_TASK REQUIREMENTS_
Copy down all of the data underneath, exactly as shown.

DATA FOR THE TASK section start

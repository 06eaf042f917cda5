//! Cluster-creation orchestrator (§2): wires the config model, roster
//! derivation, image pre-pull, node provisioning, the action engine, and
//! kubeconfig export into the single pipeline `kina create` runs.

use std::path::PathBuf;
use std::sync::Arc;
use std::time::{Duration, SystemTime, UNIX_EPOCH};

use tracing::{info, warn};

use crate::config::cluster_config::ClusterConfig;
use crate::core::actions::{self, CancellationToken, ExecContext};
use crate::core::kubeconfig;
use crate::core::provider::ContainerProvider;
use crate::core::provisioner;
use crate::core::roster::Roster;
use crate::core::types::CreateClusterOptions;
use crate::errors::{ClusterError, KinaError, KinaResult};

/// The container port the bootstrap tool's API server always binds on
/// every control-plane node, and the port HAProxy's frontend listens on
/// when an external load balancer is present (§4.3/§4.5).
const API_SERVER_CONTAINER_PORT: u16 = 6443;
const STANDARD_ACTIONS: &[&str] = &["haproxy", "config", "init", "join"];

/// Build the cluster config this create call will provision: from
/// `options.config_file` when given, otherwise from the CLI's node-count
/// flags (or the single-control-plane default), then run the same
/// defaulting and validation pipeline either path shares.
fn resolve_cluster_config(options: &CreateClusterOptions) -> KinaResult<ClusterConfig> {
    let mut config = if let Some(path) = &options.config_file {
        let content = std::fs::read_to_string(path).map_err(KinaError::Io)?;
        ClusterConfig::from_yaml_str(&content)?
    } else if options.control_plane_nodes.is_some() || options.workers.is_some() {
        ClusterConfig::from_counts(
            &options.name,
            options.control_plane_nodes.unwrap_or(1),
            options.workers.unwrap_or(0),
        )
    } else {
        ClusterConfig::default_with_name(&options.name)
    };

    config.name = options.name.clone();
    if options.config_file.is_none() {
        for node in &mut config.nodes {
            node.image = Some(options.image.clone());
        }
    }

    config.apply_defaults();
    config.validate().map_err(KinaError::Validation)?;
    Ok(config)
}

/// A kubeadm-compatible bootstrap token (`[a-z0-9]{6}.[a-z0-9]{16}`),
/// seeded from wall-clock time and the process id. Not cryptographically
/// hardened (the `rand` crate isn't part of this stack) — adequate for a
/// token whose only job is gating a join within a single local cluster's
/// short-lived bootstrap window.
fn generate_token() -> String {
    let nanos = SystemTime::now()
        .duration_since(UNIX_EPOCH)
        .unwrap_or_default()
        .as_nanos();
    let mixed = nanos
        .wrapping_mul(6364136223846793005)
        .wrapping_add(std::process::id() as u128);
    let hex = format!("{:032x}", mixed);
    format!("{}.{}", &hex[0..6], &hex[6..22])
}

/// Run the full §2 pipeline: fail fast on a duplicate name (§9 open
/// question, resolved), derive the roster, provision every node, run the
/// standard action plan, then export and merge the admin kubeconfig. On
/// any failure the cluster's containers are torn down unless
/// `retain_on_failure` was requested.
pub async fn create_cluster(
    provider: Arc<dyn ContainerProvider>,
    options: CreateClusterOptions,
) -> KinaResult<()> {
    if provider.cluster_exists(&options.name).await? {
        return Err(KinaError::Cluster(ClusterError::AlreadyExists {
            name: options.name.clone(),
        }));
    }

    let config = resolve_cluster_config(&options)?;
    let roster = Arc::new(Roster::derive(&config)?);

    match run_pipeline(Arc::clone(&provider), &config, Arc::clone(&roster), &options).await {
        Ok(()) => Ok(()),
        Err(e) => {
            if options.retain_on_failure {
                warn!(
                    "cluster '{}' creation failed, retaining containers for inspection (--retain): {}",
                    options.name, e
                );
            } else {
                warn!("cluster '{}' creation failed, cleaning up: {}", options.name, e);
                if let Err(cleanup_err) = provider.cleanup_cluster(&options.name).await {
                    warn!("cleanup after failed creation also failed: {}", cleanup_err);
                }
            }
            Err(e)
        }
    }
}

async fn run_pipeline(
    provider: Arc<dyn ContainerProvider>,
    config: &ClusterConfig,
    roster: Arc<Roster>,
    options: &CreateClusterOptions,
) -> KinaResult<()> {
    info!(
        "provisioning {} node(s) for cluster '{}'",
        roster.len(),
        config.name
    );
    let provisioned = provisioner::provision_and_wait(&provider, config, &roster).await?;

    // HA port-exposure rule (§4.3): with more than one control plane the
    // API server is fronted by the external load balancer; otherwise the
    // bootstrap control plane itself carries the host exposure.
    let is_ha = roster.control_planes().len() > 1;
    let exposure_node = if is_ha {
        roster.external_load_balancer()
    } else {
        roster.bootstrap()
    }
    .ok_or_else(|| {
        KinaError::Cluster(ClusterError::InvalidState {
            state: "roster has no node carrying the API-server exposure".to_string(),
        })
    })?;
    let exposure_container = provisioned
        .container_ids
        .get(&exposure_node.name)
        .cloned()
        .ok_or_else(|| {
            KinaError::Cluster(ClusterError::NotFound {
                name: exposure_node.name.clone(),
            })
        })?;

    let host_api_port = provider
        .get_host_port(&exposure_container, API_SERVER_CONTAINER_PORT)
        .await?
        .unwrap_or(API_SERVER_CONTAINER_PORT);

    let kubeconfig_output_path = kubeconfig::individual_path(&config.name)?;
    if let Some(parent) = kubeconfig_output_path.parent() {
        tokio::fs::create_dir_all(parent).await.map_err(KinaError::Io)?;
    }

    let ctx = Arc::new(ExecContext {
        provider: Arc::clone(&provider),
        roster: Arc::clone(&roster),
        cluster_name: config.name.clone(),
        control_plane_port: API_SERVER_CONTAINER_PORT,
        api_bind_port: API_SERVER_CONTAINER_PORT,
        token: generate_token(),
        wait_duration: options.wait_timeout.map(Duration::from_secs),
        kubeconfig_output_path: kubeconfig_output_path.clone(),
        container_ids: provisioned.container_ids,
        node_ips: provisioned.node_ips,
        host_api_port,
        disable_default_cni: config.networking.disable_default_cni,
    });

    let action_names: Vec<String> = STANDARD_ACTIONS.iter().map(|s| s.to_string()).collect();
    let plan = actions::plan(&action_names, &roster)?;
    actions::execute(plan, Arc::clone(&ctx), &CancellationToken::new()).await?;

    export_kubeconfig(config, &config.name, &kubeconfig_output_path, host_api_port).await?;

    Ok(())
}

/// The `init` action already wrote the bootstrap node's admin kubeconfig
/// to `path` with its port rewritten to `host_api_port` (it has no view
/// of the host-facing address). Finish the job: rewrite the server
/// address too, then merge into the host's kubeconfig.
async fn export_kubeconfig(
    config: &ClusterConfig,
    cluster_name: &str,
    path: &PathBuf,
    host_api_port: u16,
) -> KinaResult<()> {
    let raw = tokio::fs::read_to_string(path).await.map_err(KinaError::Io)?;
    let host_address = config
        .networking
        .api_server_address
        .clone()
        .unwrap_or_else(|| "127.0.0.1".to_string());
    let rewritten = kubeconfig::rewrite(&raw, cluster_name, &format!("{}:{}", host_address, host_api_port))?;
    kubeconfig::save(cluster_name, &rewritten).await
}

DATA FOR THE TASK section end

_SOLUTION FOR THIS TASK_
repository 06eaf042f917cda5
//! Cluster-creation orchestrator (§2): wires the config model, roster
//! derivation, image pre-pull, node provisioning, the action engine, and
//! kubeconfig export into the single pipeline `kina create` runs.

use std::path::PathBuf;
use std::sync::Arc;
use std::time::{Duration, SystemTime, UNIX_EPOCH};

use tracing::{info, warn};

use crate::config::cluster_config::ClusterConfig;
use crate::core::actions::{self, CancellationToken, ExecContext};
use crate::core::kubeconfig;
use crate::core::provider::ContainerProvider;
use crate::core::provisioner;
use crate::core::roster::Roster;
use crate::core::types::CreateClusterOptions;
use crate::errors::{ClusterError, KinaError, KinaResult};

/// The container port the bootstrap tool's API server always binds on
/// every control-plane node, and the port HAProxy's frontend listens on
/// when an external load balancer is present (§4.3/§4.5).
const API_SERVER_CONTAINER_PORT: u16 = 6443;
const STANDARD_ACTIONS: &[&str] = &["haproxy", "config", "init", "join"];

/// Build the cluster config this create call will provision: from
/// `options.config_file` when given, otherwise from the CLI's node-count
/// flags (or the single-control-plane default), then run the same
/// defaulting and validation pipeline either path shares.
fn resolve_cluster_config(options: &CreateClusterOptions) -> KinaResult<ClusterConfig> {
    let mut config = if let Some(path) = &options.config_file {
        let content = std::fs::read_to_string(path).map_err(KinaError::Io)?;
        ClusterConfig::from_yaml_str(&content)?
    } else if options.control_plane_nodes.is_some() || options.workers.is_some() {
        ClusterConfig::from_counts(
            &options.name,
            options.control_plane_nodes.unwrap_or(1),
            options.workers.unwrap_or(0),
        )
    } else {
        ClusterConfig::default_with_name(&options.name)
    };

    config.name = options.name.clone();
    if options.config_file.is_none() {
        for node in &mut config.nodes {
            node.image = Some(options.image.clone());
        }
    }

    config.apply_defaults();
    config.validate().map_err(KinaError::Validation)?;
    Ok(config)
}

/// A kubeadm-compatible bootstrap token (`[a-z0-9]{6}.[a-z0-9]{16}`),
/// seeded from wall-clock time and the process id. Not cryptographically
/// hardened (the `rand` crate isn't part of this stack) — adequate for a
/// token whose only job is gating a join within a single local cluster's
/// short-lived bootstrap window.
fn generate_token() -> String {
    let nanos = SystemTime::now()
        .duration_since(UNIX_EPOCH)
        .unwrap_or_default()
        .as_nanos();
    let mixed = nanos
        .wrapping_mul(6364136223846793005)
        .wrapping_add(std::process::id() as u128);
    let hex = format!("{:032x}", mixed);
    format!("{}.{}", &hex[0..6], &hex[6..22])
}

/// Run the full §2 pipeline: fail fast on a duplicate name (§9 open
/// question, resolved), derive the roster, provision every node, run the
/// standard action plan, then export and merge the admin kubeconfig. On
/// any failure the cluster's containers are torn down unless
/// `retain_on_failure` was requested.
pub async fn create_cluster(
    provider: Arc<dyn ContainerProvider>,
    options: CreateClusterOptions,
) -> KinaResult<()> {
    if provider.cluster_exists(&options.name).await? {
        return Err(KinaError::Cluster(ClusterError::AlreadyExists {
            name: options.name.clone(),
        }));
    }

    let config = resolve_cluster_config(&options)?;
    let roster = Arc::new(Roster::derive(&config)?);

    match run_pipeline(Arc::clone(&provider), &config, Arc::clone(&roster), &options).await {
        Ok(()) => Ok(()),
        Err(e) => {
            if options.retain_on_failure {
                warn!(
                    "cluster '{}' creation failed, retaining containers for inspection (--retain): {}",
                    options.name, e
                );
            } else {
                warn!("cluster '{}' creation failed, cleaning up: {}", options.name, e);
                if let Err(cleanup_err) = provider.cleanup_cluster(&options.name).await {
                    warn!("cleanup after failed creation also failed: {}", cleanup_err);
                }
            }
            Err(e)
        }
    }
}

async fn run_pipeline(
    provider: Arc<dyn ContainerProvider>,
    config: &ClusterConfig,
    roster: Arc<Roster>,
    options: &CreateClusterOptions,
) -> KinaResult<()> {
    info!(
        "provisioning {} node(s) for cluster '{}'",
        roster.len(),
        config.name
    );
    let provisioned = provisioner::provision_and_wait(&provider, config, &roster).await?;

    // HA port-exposure rule (§4.3): with more than one control plane the
    // API server is fronted by the external load balancer; otherwise the
    // bootstrap control plane itself carries the host exposure.
    let is_ha = roster.control_planes().len() > 1;
    let exposure_node = if is_ha {
        roster.external_load_balancer()
    } else {
        roster.bootstrap()
    }
    .ok_or_else(|| {
        KinaError::Cluster(ClusterError::InvalidState {
            state: "roster has no node carrying the API-server exposure".to_string(),
        })
    })?;
    let exposure_container = provisioned
        .container_ids
        .get(&exposure_node.name)
        .cloned()
        .ok_or_else(|| {
            KinaError::Cluster(ClusterError::NotFound {
                name: exposure_node.name.clone(),
            })
        })?;

    let host_api_port = provider
        .get_host_port(&exposure_container, API_SERVER_CONTAINER_PORT)
        .await?
        .unwrap_or(API_SERVER_CONTAINER_PORT);

    let kubeconfig_output_path = kubeconfig::individual_path(&config.name)?;
    if let Some(parent) = kubeconfig_output_path.parent() {
        tokio::fs::create_dir_all(parent).await.map_err(KinaError::Io)?;
    }

    let ctx = Arc::new(ExecContext {
        provider: Arc::clone(&provider),
        roster: Arc::clone(&roster),
        cluster_name: config.name.clone(),
        control_plane_port: API_SERVER_CONTAINER_PORT,
        api_bind_port: API_SERVER_CONTAINER_PORT,
        token: generate_token(),
        wait_duration: options.wait_timeout.map(Duration::from_secs),
        kubeconfig_output_path: kubeconfig_output_path.clone(),
        container_ids: provisioned.container_ids,
        node_ips: provisioned.node_ips,
        host_api_port,
        disable_default_cni: config.networking.disable_default_cni,
    });

    let action_names: Vec<String> = STANDARD_ACTIONS.iter().map(|s| s.to_string()).collect();
    let plan = actions::plan(&action_names, &roster)?;
    actions::execute(plan, Arc::clone(&ctx), &CancellationToken::new()).await?;

    export_kubeconfig(config, &config.name, &kubeconfig_output_path, host_api_port).await?;

    Ok(())
}

/// The `init` action already wrote the bootstrap node's admin kubeconfig
/// to `path` with its port rewritten to `host_api_port` (it has no view
/// of the host-facing address). Finish the job: rewrite the server
/// address too, then merge into the host's kubeconfig.
async fn export_kubeconfig(
    config: &ClusterConfig,
    cluster_name: &str,
    path: &PathBuf,
    host_api_port: u16,
) -> KinaResult<()> {
    let raw = tokio::fs::read_to_string(path).await.map_err(KinaError::Io)?;
    let host_address = config
        .networking
        .api_server_address
        .clone()
        .unwrap_or_else(|| "127.0.0.1".to_string());
    let rewritten = kubeconfig::rewrite(&raw, cluster_name, &format!("{}:{}", host_address, host_api_port))?;
    kubeconfig::save(cluster_name, &rewritten).await
}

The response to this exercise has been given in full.